The 48-year-old said he didn’t know “what the hell” his child would do in a gay bar.

“If he’s accused of doing that, I’m glad he’s not gay,” he said.

Mr Brink explained that he was a Mormon and a conservative Republican, adding “we don’t do gays”.

“My view of gays is not right and I think we should stand against homosexuality,” he said.

He told CBS 8 that he “commended him very early on for his violent behavior.”

“I told him it works, it’s instant and you’ll get immediate results,” he said.

However, when Brink learned more about the mass shooting, he said he was shocked and said there was “no excuse” for killing people.

He apologized to the families of the Club Q victims and asked for forgiveness for Aldrich.

“I am sorry for your loss. Life is so fragile and it is precious. The lives of those people were precious. You know, they are precious. They are probably good people. It’s not something you kill someone over. I’m sorry I let my son go,” he said.

“I love my son no matter what. I love my son. Forgive my son.”

A suspect’s chaotic past is revealed

Aldrich remained dressed in orange jail clothes during a brief court hearing by video link from the county on Wednesday.

Aldrich was flanked by two public defenders, who said in court documents filed Tuesday that the suspect identifies as non-twin and uses they/them pronouns.

The defendant spoke only to confirm their names and that they had been shown a video outlining their rights when questioned by District Judge Charlotte Ankeny.

Aldrich has not been formally charged, but is being held without bond on suspicion of murder. Under Colorado’s legal system, formal charges are not expected for up to 10 days.

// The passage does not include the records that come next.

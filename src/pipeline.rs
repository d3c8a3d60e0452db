// src/pipeline.rs

//! Sequences extract, transform and load for one run date.

use chrono::NaiveDate;
use log::{info, warn};
use std::fmt;

use crate::context::RunContext;
use crate::db::{DateFilter, Store, WriteMode};
use crate::domain::{Table, Value, DATE_PARSED};
use crate::errors::{EtlError, Result};
use crate::scraper::Extract;
use crate::transform::Transform;

#[derive(Debug, Clone, Copy, PartialEq, Eq)]
pub struct RunFlags {
    pub parse: bool,
    pub transform: bool,
    pub overwrite_source: bool,
    pub overwrite_destination: bool,
}

impl Default for RunFlags {
    fn default() -> Self {
        Self {
            parse: true,
            transform: true,
            overwrite_source: false,
            overwrite_destination: false,
        }
    }
}

/// Where a run found nothing to hand on.
#[derive(Debug, Clone, Copy, PartialEq, Eq)]
pub enum Stage {
    Extract,
    SourceRead,
    Transform,
}

impl Stage {
    pub fn empty_message(self) -> &'static str {
        match self {
            Stage::Extract => "There is no raw data parsed",
            Stage::SourceRead => {
                "There is no raw data stored in the source database with the current date"
            }
            Stage::Transform => "There is no data left after transformation",
        }
    }
}

impl fmt::Display for Stage {
    fn fmt(&self, f: &mut fmt::Formatter<'_>) -> fmt::Result {
        let name = match self {
            Stage::Extract => "extract",
            Stage::SourceRead => "source read",
            Stage::Transform => "transform",
        };
        f.write_str(name)
    }
}

#[derive(Debug, Clone, Copy, PartialEq, Eq)]
pub enum PipelineOutcome {
    Completed,
    EmptyAtStage(Stage),
}

pub struct Pipeline<'a> {
    ctx: &'a RunContext,
    extractor: &'a dyn Extract,
    transformer: &'a dyn Transform,
    source: &'a dyn Store,
    destination: &'a dyn Store,
}

impl<'a> Pipeline<'a> {
    pub fn new(
        ctx: &'a RunContext,
        extractor: &'a dyn Extract,
        transformer: &'a dyn Transform,
        source: &'a dyn Store,
        destination: &'a dyn Store,
    ) -> Self {
        Self {
            ctx,
            extractor,
            transformer,
            source,
            destination,
        }
    }

    pub fn run(&self, flags: RunFlags) -> Result<PipelineOutcome> {
        if !flags.parse && !flags.transform {
            warn!("Neither parsing nor transforming is requested");
            return Ok(PipelineOutcome::Completed);
        }

        info!("=== STARTING ETL PIPELINE ===");
        let outcome = self.run_stages(flags)?;
        if let PipelineOutcome::EmptyAtStage(stage) = outcome {
            warn!("{}", stage.empty_message());
        }
        info!("=== ENDING ETL PIPELINE ===");
        Ok(outcome)
    }

    fn run_stages(&self, flags: RunFlags) -> Result<PipelineOutcome> {
        let tables = &self.ctx.config.tables;

        let extracted = if flags.parse {
            let extraction = self.extractor.extract()?;
            if extraction.stats.pages_failed > 0 {
                warn!(
                    "{} of {} index pages could not be fetched",
                    extraction.stats.pages_failed,
                    extraction.stats.pages_failed + extraction.stats.pages_visited
                );
            }
            let raw = extraction.table;
            if raw.is_empty() {
                return Ok(PipelineOutcome::EmptyAtStage(Stage::Extract));
            }
            self.load(self.source, &tables.source, &raw, flags.overwrite_source)?;
            Some(raw)
        } else {
            None
        };

        if !flags.transform {
            return Ok(PipelineOutcome::Completed);
        }

        let raw = match extracted {
            Some(raw) => raw,
            None => self
                .source
                .read(&tables.source, DateFilter::On(self.ctx.run_date))?,
        };
        if raw.is_empty() {
            return Ok(PipelineOutcome::EmptyAtStage(Stage::SourceRead));
        }

        let transformed = self.transformer.transform(raw)?;
        if transformed.is_empty() {
            return Ok(PipelineOutcome::EmptyAtStage(Stage::Transform));
        }
        self.load(
            self.destination,
            &tables.destination,
            &transformed,
            flags.overwrite_destination,
        )?;

        Ok(PipelineOutcome::Completed)
    }

    /// Re-transforms raw batches already in the source table, one
    /// `date_parsed` batch at a time. `latest` rebuilds only the newest
    /// batch, replacing its destination rows. Otherwise the destination
    /// table is recreated from every stored batch.
    pub fn rebuild(&self, latest: bool) -> Result<PipelineOutcome> {
        info!("=== STARTING REBUILD ===");
        let outcome = self.rebuild_batches(latest)?;
        if let PipelineOutcome::EmptyAtStage(stage) = outcome {
            warn!("{}", stage.empty_message());
        }
        info!("=== ENDING REBUILD ===");
        Ok(outcome)
    }

    fn rebuild_batches(&self, latest: bool) -> Result<PipelineOutcome> {
        let tables = &self.ctx.config.tables;
        let filter = if latest {
            DateFilter::Latest
        } else {
            DateFilter::All
        };

        let raw = self.source.read(&tables.source, filter)?;
        if raw.is_empty() {
            return Ok(PipelineOutcome::EmptyAtStage(Stage::SourceRead));
        }

        let mut batches = raw.partition_by(DATE_PARSED);
        batches.sort_by(|(a, _), (b, _)| a.as_str().cmp(&b.as_str()));

        let mut written = 0;
        for (date, batch) in batches {
            info!("Rebuilding batch {} ({} rows)", batch_label(&date), batch.len());
            let transformed = self.transformer.transform(batch)?;
            if transformed.is_empty() {
                continue;
            }

            let mode = if latest {
                let removed = self
                    .destination
                    .delete_for_date(&tables.destination, parse_batch_date(&date)?)?;
                info!(
                    "Removed {removed} rows dated {} from {}",
                    batch_label(&date),
                    tables.destination
                );
                WriteMode::Append
            } else if written == 0 {
                WriteMode::Replace
            } else {
                WriteMode::Append
            };
            written += self
                .destination
                .write(&tables.destination, &transformed, mode)?;
        }

        if written == 0 {
            return Ok(PipelineOutcome::EmptyAtStage(Stage::Transform));
        }
        info!("Rebuilt {written} rows into {}", tables.destination);
        Ok(PipelineOutcome::Completed)
    }

    /// Appends `rows`, first clearing the run date's rows when asked to.
    fn load(&self, store: &dyn Store, table: &str, rows: &Table, overwrite: bool) -> Result<()> {
        if overwrite {
            let removed = store.delete_for_date(table, self.ctx.run_date)?;
            info!(
                "Removed {removed} rows dated {} from {table}",
                self.ctx.date_key()
            );
        }
        store.write(table, rows, WriteMode::Append)?;
        Ok(())
    }
}

fn batch_label(date: &Value) -> &str {
    date.as_str().unwrap_or("undated")
}

fn parse_batch_date(date: &Value) -> Result<NaiveDate> {
    let text = date
        .as_str()
        .ok_or_else(|| EtlError::storage(format!("batch has no {DATE_PARSED}")))?;
    NaiveDate::parse_from_str(text, "%Y-%m-%d")
        .map_err(|e| EtlError::storage(format!("bad {DATE_PARSED} '{text}': {e}")))
}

A picture of Aldrich’s messy life began to emerge Wednesday, with a childhood marked by instability and with parents suffering from substance abuse problems.

Many media outlets have reported that Aldirch’s parents broke up when she was two years old.

When the suspect changed his name during his teenage years, their father had several arrests in California related to drug and driving offenses, according to New York Timesciting court records.

Mr. Brink admitted a Times reporter that “he had expressed a strong dislike of gay people when the child was younger.” But, the paper said, he sympathized with those affected by the Colorado Springs shooting.

Aldrich’s mother, Laura Voepel, also had run-ins with police in California, including for public intoxication and possession of a controlled substance.

In 2012, she received five years of probation in Texas for setting fire to a bed at the psychiatric unit where she had been admitted, according to court records Times.

Wednesday’s brief hearing came just days after the brutal attack at Club Q, with the small Rocky Mountain city of half a million people still reeling.

The Flower and Teddy Bear Bank created a temporary memorial outside the club, but on Monday evening a candlelight vigil was held in a park in the city centre.

But along with the grief, there has also been praise for the courage and common sense of Army Commander Richard Fierro, who was visiting the club with his wife.

Fierro told reporters he grabbed the gunman’s pistol. “I don’t know exactly what I did, I just went into battle mode,” he said. “I just know I have to kill this guy before he kills us.

“I took the gun out of his hand and just started hitting him in the head, over and over,” he said. New York Times.

Aldrich is scheduled to be arraigned on Dec. 6.